On April 26, 1937, Nazi warplanes, at the request of Franco’s Spanish nationalists, bombed Guernica, a town in northern Spain’s Basque Country. Bombs rained down on the city center for two hours, killing hundreds of people, primarily women and children.
On May 1, Pablo Picasso read an eyewitness account of the bombing and immediately began sketching. Over ten days, he created more than 50 sketches – some barely more than scribbles, others with crisp and clear pencil lines forming tragic and horrifying figures, and yet others in bold hues of yellow, purple, and blue.
On May 11, Picasso stretched and prepared a canvas so massive that it could not stand upright in his studio.
In July 1937, Guernica was unveiled at the Spanish Pavilion at the Paris International Exposition. At approximately 11.5 feet tall and 25.5 feet wide, the grey, black, and white oil painting with images showing the horrors of war was met with mixed reviews.
Today, it is regarded as one of the most moving and powerful anti-war paintings ever created and hangs in a custom-built gallery at Madrid’s Museo Reina Sofia.
What does this have to do with innovation?
Look again at the timeline above. In only ten days, Picasso learned about Guernica’s bombing, was inspired to create something in response to it, drew initial sketches, and started work on the final product.
To translate this into a (somewhat poor) analogy for innovation, in only ten days, Picasso went from identifying a need (respond to the terrorist act) to brainstorming a solution (make a painting), to developing prototypes (sketches), to preparing to launch (stretching the canvas).
Of which almost all were spent prototyping.
How does that compare to your innovation process?
How much time do you spend identifying a need? Brainstorming solutions? Developing prototypes?
If you’re like most companies, you probably have a 10/80/10 split – 10% of your time understanding customer needs, 80% of your time in brainstorming, and 10% of your time developing and testing prototypes.
If innovation is all about solving problems and the number one reason startups and products fail is lack of product-market fit, why do you spend most of your time coming up with ideas instead of making sure they’re the right ideas?
(Don’t) Go Big or Go Home
You know that listening to your customers is crucial because they ultimately decide the fate of your innovation. You know that prototyping is essential because all ideas are initially more wrong than right.
Yet, most companies adopt a “Go Big or Go Home” philosophy.

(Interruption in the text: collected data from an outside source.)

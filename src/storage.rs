use crate::api::models::{ChatSummary, UserRef};
use crate::error::{ChatError, ChatResult};
use chrono::{DateTime, Utc};
use directories::ProjectDirs;
use rusqlite::{params, Connection};
use std::fs;
use std::path::{Path, PathBuf};

pub fn default_db_path() -> Option<PathBuf> {
    let proj = ProjectDirs::from("com", "example", "MatchChat")?;
    Some(proj.data_dir().join("cache.sqlite"))
}

fn ensure_dir(path: &Path) -> std::io::Result<()> {
    if let Some(parent) = path.parent() {
        fs::create_dir_all(parent)?;
    }
    Ok(())
}

// Caching the chat list so a failed fetch can still show the last known state
pub struct ChatCache {
    conn: Connection,
}

impl ChatCache {
    pub fn open_default() -> ChatResult<Self> {
        let path = default_db_path().ok_or_else(|| ChatError::Config("no data dir".into()))?;
        Self::open(&path)
    }

    pub fn open(path: &Path) -> ChatResult<Self> {
        ensure_dir(path)?;
        Self::init(Connection::open(path)?)
    }

    pub fn in_memory() -> ChatResult<Self> {
        Self::init(Connection::open_in_memory()?)
    }

    fn init(conn: Connection) -> ChatResult<Self> {
        conn.pragma_update_and_check(None, "journal_mode", "WAL", |_| Ok(()))?;
        conn.execute_batch(
            r#"
            CREATE TABLE IF NOT EXISTS chats (
                id TEXT PRIMARY KEY,
                peer_id TEXT NOT NULL,
                name TEXT NOT NULL,
                last_message TEXT NOT NULL,
                updated_at TEXT NOT NULL,
                raw_json TEXT
            );
            "#,
        )?;
        Ok(Self { conn })
    }

    /// Makes the cached list match `chats`. Rows the server no longer
    /// returns are dropped.
    pub fn replace_chats(&mut self, chats: &[ChatSummary]) -> ChatResult<()> {
        let tx = self.conn.transaction()?;
        tx.execute("DELETE FROM chats", [])?;
        for c in chats {
            let raw = serde_json::to_string(c)?;
            tx.execute(
                r#"
                INSERT INTO chats (id, peer_id, name, last_message, updated_at, raw_json)
                VALUES (?1, ?2, ?3, ?4, ?5, ?6)
                ON CONFLICT(id) DO UPDATE SET
                    peer_id=excluded.peer_id,
                    name=excluded.name,
                    last_message=excluded.last_message,
                    updated_at=excluded.updated_at,
                    raw_json=excluded.raw_json
                "#,
                params![c.id, c.user.id, c.user.display_name(), c.last_message, c.timestamp, raw],
            )?;
        }
        tx.commit()?;
        Ok(())
    }

    pub fn cached_chats(&self, limit: Option<usize>) -> ChatResult<Vec<ChatSummary>> {
        let mut stmt = self.conn.prepare(
            "SELECT id, peer_id, name, last_message, updated_at, raw_json FROM chats ORDER BY updated_at DESC, name ASC LIMIT ?1",
        )?;
        let lim = limit.unwrap_or(500) as i64;
        let rows = stmt.query_map(params![lim], |row| {
            let raw: Option<String> = row.get(5)?;
            let id: String = row.get(0)?;
            let peer_id: String = row.get(1)?;
            let name: String = row.get(2)?;
            let last_message: String = row.get(3)?;
            let timestamp: DateTime<Utc> = row.get(4)?;
            Ok((raw, ChatSummary {
                id,
                user: UserRef { id: peer_id, first_name: name, last_name: String::new() },
                last_message,
                timestamp,
            }))
        })?;
        let mut out = Vec::new();
        for r in rows {
            let (raw, flat) = r?;
            // the raw row keeps first/last name apart; the flat columns are the fallback
            let chat = raw
                .and_then(|s| serde_json::from_str::<ChatSummary>(&s).ok())
                .unwrap_or(flat);
            out.push(chat);
        }
        Ok(out)
    }
}

#[cfg(test)]
mod tests {
    use super::*;
    use chrono::TimeZone;

    fn chat(id: &str, peer: &str, minute: u32) -> ChatSummary {
        ChatSummary {
            id: id.into(),
            user: UserRef { id: peer.into(), first_name: "Sara".into(), last_name: "Malik".into() },
            last_message: format!("msg {}", minute),
            timestamp: Utc.with_ymd_and_hms(2024, 5, 1, 10, minute, 0).unwrap(),
        }
    }

    #[test]
    fn stored_list_reads_back_newest_first() {
        let dir = tempfile::tempdir().unwrap();
        let mut cache = ChatCache::open(&dir.path().join("cache.sqlite")).unwrap();
        cache.replace_chats(&[chat("c1", "b", 9), chat("c2", "c", 5)]).unwrap();

        let chats = cache.cached_chats(None).unwrap();
        assert_eq!(chats.len(), 2);
        assert_eq!(chats[0].id, "c1");
        assert_eq!(chats[0].last_message, "msg 9");
        assert_eq!(chats[0].user.last_name, "Malik");
        assert_eq!(chats[1].timestamp, Utc.with_ymd_and_hms(2024, 5, 1, 10, 5, 0).unwrap());
    }

    #[test]
    fn dropped_conversations_leave_the_cache() {
        let mut cache = ChatCache::in_memory().unwrap();
        cache.replace_chats(&[chat("c1", "b", 1), chat("c2", "c", 5)]).unwrap();
        cache.replace_chats(&[chat("c1", "b", 9)]).unwrap();

        let chats = cache.cached_chats(None).unwrap();
        assert_eq!(chats.len(), 1);
        assert_eq!(chats[0].id, "c1");
        assert_eq!(chats[0].last_message, "msg 9");
    }

    #[test]
    fn limit_is_applied() {
        let mut cache = ChatCache::in_memory().unwrap();
        cache.replace_chats(&[chat("c1", "b", 1), chat("c2", "c", 2), chat("c3", "d", 3)]).unwrap();
        assert_eq!(cache.cached_chats(Some(2)).unwrap().len(), 2);
    }
}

They push innovation teams to stop worrying about the “details” and “fail fast” by getting to market (and revenue) ASAP.
But this approach puts the project and the company at risk by increasing the likelihood that money, people, and reputations will be spent on projects that do not solve a pressing customer need and, as a result, fail in the market.
(Do) Go Small to Go Big
A better approach, one more likely to lead to market success, is to “Go Small to Go Big.” Instead of a 10/80/10 split, spend 40% of your time finding the problem, 10% ideating, and 50% refining your idea through prototypes.
After all, if Picasso wasn’t willing to start painting until he first did some sketches, why are you willing to spend hundreds of millions of dollars to launch something you never prototyped?